▶ _Exercise objective_
Retype exactly the lines that run from the start of the data to the line holding "let mut out = HashMap::new();", including both, and only those.

▶ _Supplied records_
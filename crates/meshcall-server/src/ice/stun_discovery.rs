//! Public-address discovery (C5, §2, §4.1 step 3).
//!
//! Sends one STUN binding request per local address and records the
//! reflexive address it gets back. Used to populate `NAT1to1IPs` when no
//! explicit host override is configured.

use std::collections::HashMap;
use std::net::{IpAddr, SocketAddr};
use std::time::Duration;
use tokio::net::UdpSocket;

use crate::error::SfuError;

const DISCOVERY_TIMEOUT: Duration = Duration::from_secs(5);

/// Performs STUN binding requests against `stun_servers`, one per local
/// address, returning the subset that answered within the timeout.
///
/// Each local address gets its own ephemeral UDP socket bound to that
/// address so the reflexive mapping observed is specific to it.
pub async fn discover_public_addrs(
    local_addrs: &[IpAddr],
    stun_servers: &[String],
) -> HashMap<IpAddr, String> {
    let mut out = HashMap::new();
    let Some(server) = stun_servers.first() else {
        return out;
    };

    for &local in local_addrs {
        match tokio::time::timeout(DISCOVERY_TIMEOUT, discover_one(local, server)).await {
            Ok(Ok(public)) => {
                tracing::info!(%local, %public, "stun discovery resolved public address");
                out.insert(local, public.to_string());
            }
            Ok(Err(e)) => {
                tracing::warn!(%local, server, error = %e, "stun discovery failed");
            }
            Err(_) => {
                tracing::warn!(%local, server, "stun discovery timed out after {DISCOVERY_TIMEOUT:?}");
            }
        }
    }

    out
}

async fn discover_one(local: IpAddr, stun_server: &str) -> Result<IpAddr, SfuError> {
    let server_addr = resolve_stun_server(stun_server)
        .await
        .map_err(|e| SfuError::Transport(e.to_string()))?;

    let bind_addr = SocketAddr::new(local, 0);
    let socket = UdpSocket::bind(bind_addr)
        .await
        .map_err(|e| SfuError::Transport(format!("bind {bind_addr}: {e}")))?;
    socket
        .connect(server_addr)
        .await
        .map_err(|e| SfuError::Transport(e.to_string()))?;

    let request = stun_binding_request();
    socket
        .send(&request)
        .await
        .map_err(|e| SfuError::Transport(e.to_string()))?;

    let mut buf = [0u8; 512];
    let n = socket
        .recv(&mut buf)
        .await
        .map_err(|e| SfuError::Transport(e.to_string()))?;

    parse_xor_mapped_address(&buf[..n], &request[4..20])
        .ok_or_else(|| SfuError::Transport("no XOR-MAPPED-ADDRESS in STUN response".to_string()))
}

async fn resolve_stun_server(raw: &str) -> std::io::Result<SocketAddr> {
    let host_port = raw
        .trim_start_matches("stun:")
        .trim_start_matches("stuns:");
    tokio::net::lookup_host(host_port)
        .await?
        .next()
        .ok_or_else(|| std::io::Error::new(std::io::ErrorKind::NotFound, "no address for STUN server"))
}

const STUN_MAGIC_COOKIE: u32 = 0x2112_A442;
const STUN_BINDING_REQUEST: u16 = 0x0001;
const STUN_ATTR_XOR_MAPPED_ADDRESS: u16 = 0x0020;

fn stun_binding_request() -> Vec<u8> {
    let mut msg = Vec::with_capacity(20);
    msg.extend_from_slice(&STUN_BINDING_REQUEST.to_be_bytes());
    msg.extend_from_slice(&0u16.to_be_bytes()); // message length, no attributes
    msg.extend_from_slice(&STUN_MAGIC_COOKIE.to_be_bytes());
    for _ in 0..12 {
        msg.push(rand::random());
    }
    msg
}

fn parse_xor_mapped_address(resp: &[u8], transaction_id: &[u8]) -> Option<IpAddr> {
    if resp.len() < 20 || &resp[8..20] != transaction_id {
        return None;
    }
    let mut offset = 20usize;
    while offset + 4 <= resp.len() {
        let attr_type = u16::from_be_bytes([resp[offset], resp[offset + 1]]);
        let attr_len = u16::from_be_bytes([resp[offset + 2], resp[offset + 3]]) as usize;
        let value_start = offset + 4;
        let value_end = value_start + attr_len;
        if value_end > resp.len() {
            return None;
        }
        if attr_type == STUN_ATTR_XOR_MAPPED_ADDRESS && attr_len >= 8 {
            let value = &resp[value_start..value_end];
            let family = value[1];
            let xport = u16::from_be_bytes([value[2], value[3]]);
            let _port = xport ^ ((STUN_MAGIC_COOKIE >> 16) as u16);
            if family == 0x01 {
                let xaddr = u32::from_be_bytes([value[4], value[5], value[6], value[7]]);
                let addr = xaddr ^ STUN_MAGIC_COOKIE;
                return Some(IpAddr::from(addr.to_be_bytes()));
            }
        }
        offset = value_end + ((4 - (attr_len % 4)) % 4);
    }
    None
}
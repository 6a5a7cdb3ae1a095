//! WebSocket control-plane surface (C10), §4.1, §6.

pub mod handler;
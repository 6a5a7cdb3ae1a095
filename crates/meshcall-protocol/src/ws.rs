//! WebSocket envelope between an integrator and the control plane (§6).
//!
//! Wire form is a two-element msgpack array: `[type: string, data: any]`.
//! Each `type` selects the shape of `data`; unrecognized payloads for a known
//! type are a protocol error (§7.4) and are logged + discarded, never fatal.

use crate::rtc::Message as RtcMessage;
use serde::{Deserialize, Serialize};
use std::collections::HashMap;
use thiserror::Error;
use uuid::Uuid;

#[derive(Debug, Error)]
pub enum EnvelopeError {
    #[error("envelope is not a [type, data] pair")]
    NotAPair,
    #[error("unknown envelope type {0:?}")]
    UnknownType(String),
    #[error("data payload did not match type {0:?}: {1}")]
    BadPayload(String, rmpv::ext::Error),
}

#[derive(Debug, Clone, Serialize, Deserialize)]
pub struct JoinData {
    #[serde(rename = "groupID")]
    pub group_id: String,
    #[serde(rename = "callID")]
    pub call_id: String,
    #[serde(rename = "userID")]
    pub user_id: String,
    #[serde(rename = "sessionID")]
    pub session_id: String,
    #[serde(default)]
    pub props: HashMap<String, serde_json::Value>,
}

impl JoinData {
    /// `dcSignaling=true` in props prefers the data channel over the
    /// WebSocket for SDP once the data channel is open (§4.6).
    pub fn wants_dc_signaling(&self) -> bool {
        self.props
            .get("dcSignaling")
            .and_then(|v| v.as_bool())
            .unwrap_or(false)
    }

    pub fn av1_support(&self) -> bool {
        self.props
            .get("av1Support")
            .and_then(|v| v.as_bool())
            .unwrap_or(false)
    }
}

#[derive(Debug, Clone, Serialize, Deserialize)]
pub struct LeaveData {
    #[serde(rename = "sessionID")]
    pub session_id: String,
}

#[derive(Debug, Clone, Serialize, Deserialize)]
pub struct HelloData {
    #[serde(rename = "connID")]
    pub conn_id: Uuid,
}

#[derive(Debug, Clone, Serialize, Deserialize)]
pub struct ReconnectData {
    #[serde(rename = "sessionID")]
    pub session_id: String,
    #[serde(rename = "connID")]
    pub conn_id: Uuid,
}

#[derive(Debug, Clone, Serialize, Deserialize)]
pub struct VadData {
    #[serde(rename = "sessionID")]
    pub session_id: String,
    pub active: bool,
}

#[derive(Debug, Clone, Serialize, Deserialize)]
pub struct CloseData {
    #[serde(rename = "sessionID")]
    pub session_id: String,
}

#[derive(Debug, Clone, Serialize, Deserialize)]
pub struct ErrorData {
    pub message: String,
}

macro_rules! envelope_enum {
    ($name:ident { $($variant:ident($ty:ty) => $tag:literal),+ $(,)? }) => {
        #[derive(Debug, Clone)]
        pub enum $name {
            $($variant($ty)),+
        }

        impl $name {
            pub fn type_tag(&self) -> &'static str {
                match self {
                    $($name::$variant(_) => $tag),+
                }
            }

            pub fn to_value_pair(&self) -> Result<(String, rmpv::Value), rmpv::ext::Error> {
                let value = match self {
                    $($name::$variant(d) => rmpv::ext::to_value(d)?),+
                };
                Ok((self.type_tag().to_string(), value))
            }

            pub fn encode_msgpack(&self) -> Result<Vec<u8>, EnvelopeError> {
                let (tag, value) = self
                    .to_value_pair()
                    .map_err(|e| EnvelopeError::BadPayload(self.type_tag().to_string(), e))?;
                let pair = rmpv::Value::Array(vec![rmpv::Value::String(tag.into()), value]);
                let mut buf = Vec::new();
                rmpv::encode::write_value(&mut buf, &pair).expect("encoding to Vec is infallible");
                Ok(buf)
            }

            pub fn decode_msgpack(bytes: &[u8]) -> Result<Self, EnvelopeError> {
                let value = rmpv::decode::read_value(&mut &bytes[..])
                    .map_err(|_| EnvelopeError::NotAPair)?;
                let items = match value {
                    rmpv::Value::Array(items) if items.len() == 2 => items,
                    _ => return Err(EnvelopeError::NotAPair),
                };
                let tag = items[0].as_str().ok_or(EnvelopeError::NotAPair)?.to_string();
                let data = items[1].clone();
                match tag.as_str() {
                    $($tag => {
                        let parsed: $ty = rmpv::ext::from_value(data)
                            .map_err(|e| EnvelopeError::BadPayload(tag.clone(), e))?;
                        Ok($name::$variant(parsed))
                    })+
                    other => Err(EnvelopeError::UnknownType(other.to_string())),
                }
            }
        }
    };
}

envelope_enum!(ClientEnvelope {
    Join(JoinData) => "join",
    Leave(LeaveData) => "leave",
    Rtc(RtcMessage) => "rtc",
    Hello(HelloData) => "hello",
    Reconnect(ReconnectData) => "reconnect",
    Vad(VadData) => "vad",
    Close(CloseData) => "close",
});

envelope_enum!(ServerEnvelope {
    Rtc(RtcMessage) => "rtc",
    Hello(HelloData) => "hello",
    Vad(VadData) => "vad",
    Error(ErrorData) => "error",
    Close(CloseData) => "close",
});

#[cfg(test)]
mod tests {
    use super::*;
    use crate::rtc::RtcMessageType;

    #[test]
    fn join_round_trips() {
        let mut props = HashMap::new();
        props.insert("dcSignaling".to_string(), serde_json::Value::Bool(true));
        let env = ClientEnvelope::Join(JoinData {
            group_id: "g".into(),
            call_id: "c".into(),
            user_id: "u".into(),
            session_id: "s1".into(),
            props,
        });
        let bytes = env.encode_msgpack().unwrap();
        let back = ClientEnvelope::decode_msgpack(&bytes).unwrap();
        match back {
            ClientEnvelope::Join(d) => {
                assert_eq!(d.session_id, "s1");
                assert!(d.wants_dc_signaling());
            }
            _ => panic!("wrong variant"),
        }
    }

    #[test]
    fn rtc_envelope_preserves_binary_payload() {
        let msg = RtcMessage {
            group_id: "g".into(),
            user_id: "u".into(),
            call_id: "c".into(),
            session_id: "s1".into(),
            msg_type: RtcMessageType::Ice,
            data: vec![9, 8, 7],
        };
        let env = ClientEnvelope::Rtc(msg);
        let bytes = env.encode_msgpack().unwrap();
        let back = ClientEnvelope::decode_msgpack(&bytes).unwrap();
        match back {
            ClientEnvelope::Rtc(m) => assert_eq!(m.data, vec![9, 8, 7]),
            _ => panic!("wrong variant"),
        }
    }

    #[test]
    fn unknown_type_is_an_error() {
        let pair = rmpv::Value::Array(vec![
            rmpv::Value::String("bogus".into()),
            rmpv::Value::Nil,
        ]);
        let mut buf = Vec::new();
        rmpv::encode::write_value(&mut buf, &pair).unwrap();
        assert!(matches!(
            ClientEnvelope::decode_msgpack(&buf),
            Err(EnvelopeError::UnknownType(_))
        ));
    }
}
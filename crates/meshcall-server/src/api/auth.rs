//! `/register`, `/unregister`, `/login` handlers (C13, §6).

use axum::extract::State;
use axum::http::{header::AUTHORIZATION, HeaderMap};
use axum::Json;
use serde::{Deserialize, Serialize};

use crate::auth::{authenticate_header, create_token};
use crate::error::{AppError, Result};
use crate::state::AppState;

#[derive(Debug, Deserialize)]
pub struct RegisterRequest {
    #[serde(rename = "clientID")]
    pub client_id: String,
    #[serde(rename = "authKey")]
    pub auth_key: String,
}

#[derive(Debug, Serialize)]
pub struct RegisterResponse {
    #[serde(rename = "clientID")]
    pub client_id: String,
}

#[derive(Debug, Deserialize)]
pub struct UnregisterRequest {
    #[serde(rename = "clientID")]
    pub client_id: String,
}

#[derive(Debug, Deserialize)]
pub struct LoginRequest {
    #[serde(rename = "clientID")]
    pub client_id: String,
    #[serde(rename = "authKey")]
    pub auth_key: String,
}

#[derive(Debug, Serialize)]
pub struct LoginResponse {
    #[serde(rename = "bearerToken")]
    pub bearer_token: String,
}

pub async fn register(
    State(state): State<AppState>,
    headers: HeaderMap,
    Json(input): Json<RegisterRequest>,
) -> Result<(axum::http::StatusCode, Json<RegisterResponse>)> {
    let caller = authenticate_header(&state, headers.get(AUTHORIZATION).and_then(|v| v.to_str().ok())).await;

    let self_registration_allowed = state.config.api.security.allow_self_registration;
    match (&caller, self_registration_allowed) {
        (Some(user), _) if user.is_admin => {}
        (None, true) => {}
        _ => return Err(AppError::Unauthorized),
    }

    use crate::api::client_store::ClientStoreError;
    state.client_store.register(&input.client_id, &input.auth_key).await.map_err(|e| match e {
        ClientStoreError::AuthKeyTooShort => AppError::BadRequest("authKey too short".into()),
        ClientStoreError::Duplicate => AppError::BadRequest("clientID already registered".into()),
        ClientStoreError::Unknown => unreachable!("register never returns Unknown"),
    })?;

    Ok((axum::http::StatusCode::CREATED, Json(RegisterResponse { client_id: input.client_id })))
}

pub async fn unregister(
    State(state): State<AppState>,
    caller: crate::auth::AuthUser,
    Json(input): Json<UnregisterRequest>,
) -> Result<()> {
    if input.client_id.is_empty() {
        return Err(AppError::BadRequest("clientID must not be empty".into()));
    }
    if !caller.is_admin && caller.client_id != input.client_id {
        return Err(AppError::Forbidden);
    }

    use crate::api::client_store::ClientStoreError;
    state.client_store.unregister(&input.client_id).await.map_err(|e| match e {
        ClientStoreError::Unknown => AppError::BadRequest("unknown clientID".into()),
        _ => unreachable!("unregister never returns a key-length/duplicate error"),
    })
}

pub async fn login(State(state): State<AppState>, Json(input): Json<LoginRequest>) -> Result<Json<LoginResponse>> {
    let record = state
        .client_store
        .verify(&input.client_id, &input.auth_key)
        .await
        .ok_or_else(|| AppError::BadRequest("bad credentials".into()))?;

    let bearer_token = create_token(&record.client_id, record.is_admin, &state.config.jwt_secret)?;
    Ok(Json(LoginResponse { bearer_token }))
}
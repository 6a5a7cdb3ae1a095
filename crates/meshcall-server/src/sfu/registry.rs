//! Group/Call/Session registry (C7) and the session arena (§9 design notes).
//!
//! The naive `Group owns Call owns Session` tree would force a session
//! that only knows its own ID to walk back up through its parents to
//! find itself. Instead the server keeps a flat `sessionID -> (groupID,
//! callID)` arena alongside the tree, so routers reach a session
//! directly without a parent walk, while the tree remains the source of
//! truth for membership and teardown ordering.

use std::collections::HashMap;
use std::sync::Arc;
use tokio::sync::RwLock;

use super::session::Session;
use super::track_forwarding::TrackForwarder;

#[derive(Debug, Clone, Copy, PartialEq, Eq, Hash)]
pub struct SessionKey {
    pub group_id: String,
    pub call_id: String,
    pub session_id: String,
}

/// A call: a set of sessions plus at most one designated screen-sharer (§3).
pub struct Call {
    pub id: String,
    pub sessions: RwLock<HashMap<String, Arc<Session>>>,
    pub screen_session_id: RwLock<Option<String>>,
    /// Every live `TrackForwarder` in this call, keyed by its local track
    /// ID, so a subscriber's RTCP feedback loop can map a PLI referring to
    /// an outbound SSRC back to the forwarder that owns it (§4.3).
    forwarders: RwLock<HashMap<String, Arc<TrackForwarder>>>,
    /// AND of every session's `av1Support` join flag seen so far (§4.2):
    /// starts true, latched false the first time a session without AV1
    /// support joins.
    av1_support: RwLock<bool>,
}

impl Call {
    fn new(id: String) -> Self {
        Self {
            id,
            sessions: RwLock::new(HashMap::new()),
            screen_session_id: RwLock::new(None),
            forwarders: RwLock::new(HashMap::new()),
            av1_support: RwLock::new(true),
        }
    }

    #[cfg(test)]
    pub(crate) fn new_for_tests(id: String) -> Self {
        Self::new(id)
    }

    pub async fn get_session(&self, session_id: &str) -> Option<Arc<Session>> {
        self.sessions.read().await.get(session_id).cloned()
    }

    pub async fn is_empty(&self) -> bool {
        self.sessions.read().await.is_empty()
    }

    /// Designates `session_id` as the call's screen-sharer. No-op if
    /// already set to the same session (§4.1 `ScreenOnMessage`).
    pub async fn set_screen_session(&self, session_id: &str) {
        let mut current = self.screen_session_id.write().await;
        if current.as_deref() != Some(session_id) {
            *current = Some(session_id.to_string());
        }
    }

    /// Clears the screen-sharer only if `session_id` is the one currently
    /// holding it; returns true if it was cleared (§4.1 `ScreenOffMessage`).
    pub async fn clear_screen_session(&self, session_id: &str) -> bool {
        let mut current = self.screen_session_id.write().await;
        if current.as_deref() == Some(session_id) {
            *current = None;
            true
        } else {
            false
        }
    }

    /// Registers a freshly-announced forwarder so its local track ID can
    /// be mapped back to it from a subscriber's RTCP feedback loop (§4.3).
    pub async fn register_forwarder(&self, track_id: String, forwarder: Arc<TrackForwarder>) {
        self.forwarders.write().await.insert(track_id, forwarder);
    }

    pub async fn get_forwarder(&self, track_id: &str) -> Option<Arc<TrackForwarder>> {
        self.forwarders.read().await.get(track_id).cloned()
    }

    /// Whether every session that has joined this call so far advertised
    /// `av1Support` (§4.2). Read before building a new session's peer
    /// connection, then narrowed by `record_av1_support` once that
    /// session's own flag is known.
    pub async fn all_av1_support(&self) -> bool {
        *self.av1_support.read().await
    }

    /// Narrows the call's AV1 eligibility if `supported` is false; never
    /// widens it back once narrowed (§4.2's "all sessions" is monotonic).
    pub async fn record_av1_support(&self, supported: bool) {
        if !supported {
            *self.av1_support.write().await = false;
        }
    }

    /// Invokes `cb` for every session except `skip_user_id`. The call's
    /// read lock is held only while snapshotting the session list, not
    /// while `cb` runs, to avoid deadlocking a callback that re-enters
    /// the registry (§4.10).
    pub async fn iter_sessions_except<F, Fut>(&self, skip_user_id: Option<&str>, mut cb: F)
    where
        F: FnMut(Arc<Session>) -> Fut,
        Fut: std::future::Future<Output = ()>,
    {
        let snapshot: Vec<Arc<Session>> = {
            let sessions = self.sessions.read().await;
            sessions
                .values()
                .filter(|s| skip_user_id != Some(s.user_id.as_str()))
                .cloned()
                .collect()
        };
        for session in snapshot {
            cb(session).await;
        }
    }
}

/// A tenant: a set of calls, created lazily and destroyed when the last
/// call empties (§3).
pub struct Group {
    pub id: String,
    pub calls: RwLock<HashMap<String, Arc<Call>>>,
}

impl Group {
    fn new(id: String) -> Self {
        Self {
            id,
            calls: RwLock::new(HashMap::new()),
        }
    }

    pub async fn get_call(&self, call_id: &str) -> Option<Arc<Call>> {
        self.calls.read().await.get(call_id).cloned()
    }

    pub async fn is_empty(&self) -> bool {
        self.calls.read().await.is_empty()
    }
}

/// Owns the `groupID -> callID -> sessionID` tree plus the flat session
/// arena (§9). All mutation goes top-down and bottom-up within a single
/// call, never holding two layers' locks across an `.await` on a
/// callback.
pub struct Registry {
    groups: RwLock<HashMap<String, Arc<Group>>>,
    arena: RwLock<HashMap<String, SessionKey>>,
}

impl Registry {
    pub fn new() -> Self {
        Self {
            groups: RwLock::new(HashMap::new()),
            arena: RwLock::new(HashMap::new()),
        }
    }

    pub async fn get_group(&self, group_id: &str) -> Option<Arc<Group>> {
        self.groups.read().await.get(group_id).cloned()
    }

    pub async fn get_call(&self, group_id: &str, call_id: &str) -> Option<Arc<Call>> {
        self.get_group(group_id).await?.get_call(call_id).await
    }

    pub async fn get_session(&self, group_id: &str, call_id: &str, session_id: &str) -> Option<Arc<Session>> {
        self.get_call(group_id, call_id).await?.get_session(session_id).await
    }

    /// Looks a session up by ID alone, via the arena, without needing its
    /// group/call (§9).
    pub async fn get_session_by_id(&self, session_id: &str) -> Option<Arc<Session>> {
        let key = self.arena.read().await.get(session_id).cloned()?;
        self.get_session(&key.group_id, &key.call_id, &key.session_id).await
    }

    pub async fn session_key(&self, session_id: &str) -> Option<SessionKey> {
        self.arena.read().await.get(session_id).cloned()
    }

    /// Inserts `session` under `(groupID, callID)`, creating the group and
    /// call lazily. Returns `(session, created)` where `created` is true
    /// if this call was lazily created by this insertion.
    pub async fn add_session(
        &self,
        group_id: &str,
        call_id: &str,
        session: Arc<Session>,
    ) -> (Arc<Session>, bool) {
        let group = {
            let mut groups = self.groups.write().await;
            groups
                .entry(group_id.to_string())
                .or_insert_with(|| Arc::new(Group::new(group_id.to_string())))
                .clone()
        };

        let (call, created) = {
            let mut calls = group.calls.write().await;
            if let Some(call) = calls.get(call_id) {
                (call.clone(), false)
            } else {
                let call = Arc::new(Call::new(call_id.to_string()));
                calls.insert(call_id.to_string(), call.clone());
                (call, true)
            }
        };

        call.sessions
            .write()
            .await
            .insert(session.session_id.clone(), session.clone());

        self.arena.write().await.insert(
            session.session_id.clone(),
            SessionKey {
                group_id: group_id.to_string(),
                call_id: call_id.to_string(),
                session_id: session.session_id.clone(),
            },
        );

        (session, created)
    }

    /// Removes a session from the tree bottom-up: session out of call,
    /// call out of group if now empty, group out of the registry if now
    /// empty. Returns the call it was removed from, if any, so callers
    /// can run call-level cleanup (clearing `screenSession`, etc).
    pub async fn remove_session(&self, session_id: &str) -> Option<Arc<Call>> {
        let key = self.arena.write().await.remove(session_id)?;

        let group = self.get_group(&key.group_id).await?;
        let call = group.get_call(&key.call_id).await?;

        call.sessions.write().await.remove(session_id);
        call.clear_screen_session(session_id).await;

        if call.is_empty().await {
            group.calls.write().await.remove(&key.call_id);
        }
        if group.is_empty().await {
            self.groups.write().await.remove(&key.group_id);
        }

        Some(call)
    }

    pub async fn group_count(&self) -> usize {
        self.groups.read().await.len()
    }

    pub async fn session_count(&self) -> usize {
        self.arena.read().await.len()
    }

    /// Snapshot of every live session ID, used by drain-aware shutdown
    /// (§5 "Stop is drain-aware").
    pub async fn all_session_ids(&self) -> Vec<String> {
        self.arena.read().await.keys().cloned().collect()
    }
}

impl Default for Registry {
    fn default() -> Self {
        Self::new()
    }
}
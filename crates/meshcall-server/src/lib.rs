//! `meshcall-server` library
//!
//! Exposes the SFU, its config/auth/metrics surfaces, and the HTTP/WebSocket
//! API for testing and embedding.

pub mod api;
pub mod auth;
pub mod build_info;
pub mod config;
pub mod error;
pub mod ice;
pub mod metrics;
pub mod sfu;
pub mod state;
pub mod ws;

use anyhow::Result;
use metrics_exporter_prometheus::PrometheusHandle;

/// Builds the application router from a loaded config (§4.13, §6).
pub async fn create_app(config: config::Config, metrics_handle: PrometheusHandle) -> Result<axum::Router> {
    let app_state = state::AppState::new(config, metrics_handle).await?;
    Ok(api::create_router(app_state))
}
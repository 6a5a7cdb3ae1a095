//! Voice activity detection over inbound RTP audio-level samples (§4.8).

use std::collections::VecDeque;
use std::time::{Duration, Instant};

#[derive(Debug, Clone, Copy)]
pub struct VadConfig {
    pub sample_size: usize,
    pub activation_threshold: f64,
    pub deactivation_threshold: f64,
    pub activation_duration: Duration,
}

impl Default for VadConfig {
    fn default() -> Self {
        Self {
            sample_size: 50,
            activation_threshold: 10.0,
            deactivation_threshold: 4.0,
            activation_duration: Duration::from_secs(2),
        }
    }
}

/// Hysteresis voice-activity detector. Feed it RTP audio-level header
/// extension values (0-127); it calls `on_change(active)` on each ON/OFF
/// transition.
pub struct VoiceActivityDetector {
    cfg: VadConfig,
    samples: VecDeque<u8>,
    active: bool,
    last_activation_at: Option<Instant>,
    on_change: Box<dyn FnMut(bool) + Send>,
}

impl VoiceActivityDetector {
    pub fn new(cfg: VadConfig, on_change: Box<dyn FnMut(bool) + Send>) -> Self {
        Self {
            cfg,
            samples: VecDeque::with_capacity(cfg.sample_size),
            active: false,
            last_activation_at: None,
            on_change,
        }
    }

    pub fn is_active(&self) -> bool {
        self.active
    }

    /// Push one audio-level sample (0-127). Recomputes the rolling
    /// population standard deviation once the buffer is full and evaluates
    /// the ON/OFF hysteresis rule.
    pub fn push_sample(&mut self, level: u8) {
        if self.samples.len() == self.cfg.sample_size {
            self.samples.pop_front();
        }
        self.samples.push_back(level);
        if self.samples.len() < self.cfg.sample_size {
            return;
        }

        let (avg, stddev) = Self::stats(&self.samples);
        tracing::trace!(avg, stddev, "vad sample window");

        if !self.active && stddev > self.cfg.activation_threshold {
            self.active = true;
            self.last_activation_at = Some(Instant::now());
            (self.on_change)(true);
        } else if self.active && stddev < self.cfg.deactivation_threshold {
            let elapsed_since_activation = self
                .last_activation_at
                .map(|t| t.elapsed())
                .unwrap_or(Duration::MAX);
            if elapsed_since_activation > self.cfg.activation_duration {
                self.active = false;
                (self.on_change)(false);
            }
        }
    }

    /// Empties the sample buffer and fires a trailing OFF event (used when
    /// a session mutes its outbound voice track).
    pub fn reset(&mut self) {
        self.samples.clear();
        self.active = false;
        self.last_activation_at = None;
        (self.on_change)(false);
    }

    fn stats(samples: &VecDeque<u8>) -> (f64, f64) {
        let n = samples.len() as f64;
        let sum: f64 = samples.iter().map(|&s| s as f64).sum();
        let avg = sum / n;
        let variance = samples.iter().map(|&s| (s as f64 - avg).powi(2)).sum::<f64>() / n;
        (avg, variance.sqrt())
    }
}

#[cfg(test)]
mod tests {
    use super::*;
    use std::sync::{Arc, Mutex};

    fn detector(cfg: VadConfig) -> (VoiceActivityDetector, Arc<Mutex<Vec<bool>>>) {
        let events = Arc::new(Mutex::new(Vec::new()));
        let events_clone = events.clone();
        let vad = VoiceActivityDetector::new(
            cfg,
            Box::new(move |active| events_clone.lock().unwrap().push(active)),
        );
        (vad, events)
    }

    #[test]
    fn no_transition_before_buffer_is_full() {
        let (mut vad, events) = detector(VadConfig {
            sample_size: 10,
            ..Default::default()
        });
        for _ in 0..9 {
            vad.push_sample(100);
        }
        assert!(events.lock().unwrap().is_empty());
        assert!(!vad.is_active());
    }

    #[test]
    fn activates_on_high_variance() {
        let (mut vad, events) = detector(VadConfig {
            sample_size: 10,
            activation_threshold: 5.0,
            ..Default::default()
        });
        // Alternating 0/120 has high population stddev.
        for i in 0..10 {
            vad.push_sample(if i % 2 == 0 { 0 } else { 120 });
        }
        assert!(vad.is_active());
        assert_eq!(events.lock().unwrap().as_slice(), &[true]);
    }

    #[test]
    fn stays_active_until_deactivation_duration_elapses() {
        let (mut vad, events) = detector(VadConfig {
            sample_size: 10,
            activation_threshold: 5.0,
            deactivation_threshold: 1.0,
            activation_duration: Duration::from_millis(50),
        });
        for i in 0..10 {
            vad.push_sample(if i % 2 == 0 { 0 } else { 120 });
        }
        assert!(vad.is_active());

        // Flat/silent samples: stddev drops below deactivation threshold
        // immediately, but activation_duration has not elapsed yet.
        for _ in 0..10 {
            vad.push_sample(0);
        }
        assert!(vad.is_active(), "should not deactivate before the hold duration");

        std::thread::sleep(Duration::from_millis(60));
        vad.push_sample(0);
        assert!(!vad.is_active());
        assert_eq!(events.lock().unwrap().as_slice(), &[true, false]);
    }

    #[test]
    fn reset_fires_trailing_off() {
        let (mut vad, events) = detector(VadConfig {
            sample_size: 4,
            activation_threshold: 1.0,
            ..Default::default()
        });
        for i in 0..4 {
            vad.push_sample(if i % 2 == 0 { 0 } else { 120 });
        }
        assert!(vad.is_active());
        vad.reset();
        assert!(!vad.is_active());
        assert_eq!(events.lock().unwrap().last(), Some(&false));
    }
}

▶ _Task solution_
filename crates/meshcall-server/src/ice/stun_discovery.rs
//! Public-address discovery (C5, §2, §4.1 step 3).
//!
//! Sends one STUN binding request per local address and records the
//! reflexive address it gets back. Used to populate `NAT1to1IPs` when no
//! explicit host override is configured.

use std::collections::HashMap;
use std::net::{IpAddr, SocketAddr};
use std::time::Duration;
use tokio::net::UdpSocket;

use crate::error::SfuError;

const DISCOVERY_TIMEOUT: Duration = Duration::from_secs(5);

/// Performs STUN binding requests against `stun_servers`, one per local
/// address, returning the subset that answered within the timeout.
///
/// Each local address gets its own ephemeral UDP socket bound to that
/// address so the reflexive mapping observed is specific to it.
pub async fn discover_public_addrs(
    local_addrs: &[IpAddr],
    stun_servers: &[String],
) -> HashMap<IpAddr, String> {
    let mut out = HashMap::new();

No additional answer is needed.